CSRHIDTransitionDriver::probe: -s
CSRHIDTransitionDriver::probe booting in single user .. do not match
Security auditing service present
BSM auditing present
rooting via boot-uuid from /chosen: A827D24C-C773-3C25-8D8F-E027C540A4B8
Waiting on IOProviderClassIOResourcesIOResourceMatchboot-uuid-media
Got boot device = IOService:/MacRISC2PE/pci@f4000000/AppleMacRiscPCI/ata-6@D/AppleKauaiATA/ATADeviceNub@0/IOAT
ABlockStorageDriver/IOATABlockStorageDevice/IOBlockStorageDriver/TOSHIBA MK4025GAS Media/IOApplePartitionSchem
BSD root: disk0s3, major 14, minor 2

If you want to make modifications to files:
/sbin/fsck -fy
/sbin/mount -uw /

If you wish to boot the system, but stay in single user mode
sh /etc/rc

You might as well call this the 'super user mode', given that it gives out 'root privileges' on the Mac. While it may not be immediately apparent in Mac OS, its UNIX heritage is still apparent. (See the 'The Regents of University of California' copyright message above.)

The message shown above is not reproduced from fidelity given that there's no way to intercept stdout during startup, but rather roughly constituted from the output from 'dmesg', so don't panic if you don't see exactly the same messages.

And if you noticed the instructions given, the nice thing about the Mac's user friendliness is that it even tells you what to do on the command prompt on how to start all the Mac services required!

There's really no need to follow the instructions verbatim, given that we didn't boot into a single user because the harddisk has crashed, there no need to run 'fsck', which is just a fairly time-consuming process that checks your disk for errors. Just mount your root file system in write mode and start the Mac services:

% /sbin/mount -uw /
% sh /etc/rc
Checking disk
fsck_hfs: Volume is journaled. No checking performed.
fsck_hfs: Use the -f option to force checking.
Mounting local filesystems
kern.sysv.shmmax: -1 -> 4194304
kern.sysv.shmmin: -1 -> 1
kern.sysv.shmmni: -1 -> 32
kern.sysv.shmseg: -1 -> 8
kern.sysv.shmall: -1 -> 1024
Resetting files and devices
Starting virtual memory
Removing /mach.sym /var/tmp/folders.501 /etc/nologin /private/_tmp_ /var/_run_ /
Configuring kernel extensions

[... Other messages truncated ...]
There are more messages to that screen, but because I didn't trap the output from stderr, some of them are missing here. But they are not essential for our purpose.

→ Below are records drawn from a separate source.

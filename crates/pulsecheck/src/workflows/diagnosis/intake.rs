use super::domain::{Answer, AnswerSheet, QuestionId};

/// Validation errors raised by the intake guard.
#[derive(Debug, thiserror::Error)]
pub enum IntakeViolation {
    #[error("submission answers {question} more than once")]
    DuplicateQuestion { question: QuestionId },
    #[error("submission carries {count} answers for a twelve-question sheet")]
    TooManyAnswers { count: usize },
}

/// Guard producing a dense answer sheet from an inbound submission.
///
/// The engines themselves tolerate missing and repeated question ids
/// (missing scores zero, the last repeat wins); the guard enforces the
/// stricter contract at the service boundary.
#[derive(Debug, Clone, Copy, Default)]
pub struct IntakeGuard;

impl IntakeGuard {
    pub fn sheet_from_answers(&self, answers: &[Answer]) -> Result<AnswerSheet, IntakeViolation> {
        if answers.len() > QuestionId::COUNT {
            return Err(IntakeViolation::TooManyAnswers {
                count: answers.len(),
            });
        }

        let mut seen = [false; QuestionId::COUNT];
        for answer in answers {
            let slot = &mut seen[answer.question_id.index()];
            if *slot {
                return Err(IntakeViolation::DuplicateQuestion {
                    question: answer.question_id,
                });
            }
            *slot = true;
        }

        Ok(AnswerSheet::from_answers(answers))
    }
}
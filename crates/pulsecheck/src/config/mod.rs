use std::env;
use std::fmt;
use std::net::{IpAddr, SocketAddr};

/// Distinguishes runtime behavior for different stages of the service.
#[derive(Debug, Clone, Copy, PartialEq, Eq)]
pub enum AppEnvironment {
    Development,
    Test,
    Production,
}

impl AppEnvironment {
    fn from_str(value: &str) -> Self {
        match value.trim().to_ascii_lowercase().as_str() {
            "prod" | "production" => Self::Production,
            "test" | "ci" => Self::Test,
            _ => Self::Development,
        }
    }
}

/// Top-level configuration for the application.
#[derive(Debug, Clone)]
pub struct AppConfig {
    pub environment: AppEnvironment,
    pub server: ServerConfig,
    pub telemetry: TelemetryConfig,
}

impl AppConfig {
    pub fn load() -> Result<Self, ConfigError> {
        dotenvy::dotenv().ok();

        let environment = AppEnvironment::from_str(
            &env::var("APP_ENV").unwrap_or_else(|_| "development".to_string()),
        );

        let host = env::var("APP_HOST").unwrap_or_else(|_| "127.0.0.1".to_string());
        let port = env::var("APP_PORT")
            .unwrap_or_else(|_| "3000".to_string())
            .parse::<u16>()
            .map_err(|_| ConfigError::InvalidPort)?;

        let log_level = env::var("APP_LOG_LEVEL").unwrap_or_else(|_| "info".to_string());

        Ok(Self {
            environment,
            server: ServerConfig { host, port },
            telemetry: TelemetryConfig { log_level },
        })
    }
}

/// Settings controlling the HTTP server binding.
#[derive(Debug, Clone)]
pub struct ServerConfig {
    pub host: String,
    pub port: u16,
}

impl ServerConfig {
    pub fn socket_addr(&self) -> Result<SocketAddr, ConfigError> {
        if self.host.eq_ignore_ascii_case("localhost") {
            return Ok(SocketAddr::new(IpAddr::from([127, 0, 0, 1]), self.port));
        }

        let ip: IpAddr = self
            .host
            .parse()
            .map_err(|source| ConfigError::InvalidHost { source })?;

        Ok(SocketAddr::new(ip, self.port))
    }
}

/// Tracing and metrics controls.
#[derive(Debug, Clone)]
pub struct TelemetryConfig {
    pub log_level: String,
}

#[derive(Debug)]
pub enum ConfigError {
    InvalidPort,
    InvalidHost { source: std::net::AddrParseError },
}

impl fmt::Display for ConfigError {
    fn fmt(&self, f: &mut fmt::Formatter<'_>) -> fmt::Result {
        match self {
            ConfigError::InvalidPort => write!(f, "APP_PORT must be a valid u16"),
            ConfigError::InvalidHost { .. } => {
                write!(f, "APP_HOST must parse to an IPv4 or IPv6 address")
            }
        }
    }
}

impl std::error::Error for ConfigError {
    fn source(&self) -> Option<&(dyn std::error::Error + 'static)> {
        match self {
            ConfigError::InvalidPort => None,
            ConfigError::InvalidHost { source } => Some(source),
        }
    }
}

And if you haven't realised it, at this moment you're in 'God Mode'. You have now full file, and system access to all accounts on the Mac OS system, just without the facade of the GUI.

If you have lost your 'Administrator' password, changing it is just a breeze, because you are 'root', you can just change the password of any account you want. However your 'Administrator' account is not actually called 'Administrator', and it does have it's own login name, so you'll need to find that out by checking your '/Users/' directory. For purposes of illustration, I'll assume that your Administrator's username is 'vincent'
% passwd vincent
Enter your new UNIX password: it's-a-secret!
Re-type your new UNIX password: it's-a-secret!
As expected, it doesn't even asks you what your old password is for the change! Well if really wanted to be nasty and insidious, you can create a 'backdoor' account, by changing the password just for the 'root' user, and you'll actually be able to access the computer even without the actual user knowing it!

Once you're done with the fiddling, type 'exit' to get out of the command line and back into the fancy GUI mode. Get into your 'System Preferences' and click on 'Accounts' icon. You'll probably see the screen like this:

As you see, the 'root' account is invisible to Mac OS, i.e. you won't see it as a valid user on your account panel. As typical Mac users, you won't be able to detect the intrusion, given that it doesn't show up as an additional user, normally a tell-tale sign that your machine is compromised.

Of course, you wouldn't have this problem if there is a way to disable the '<Apple-S>' keystroke. Well I don't for now, so it still poses a security risk for my home machine, which is why it remains for casual use as a really expensive music player.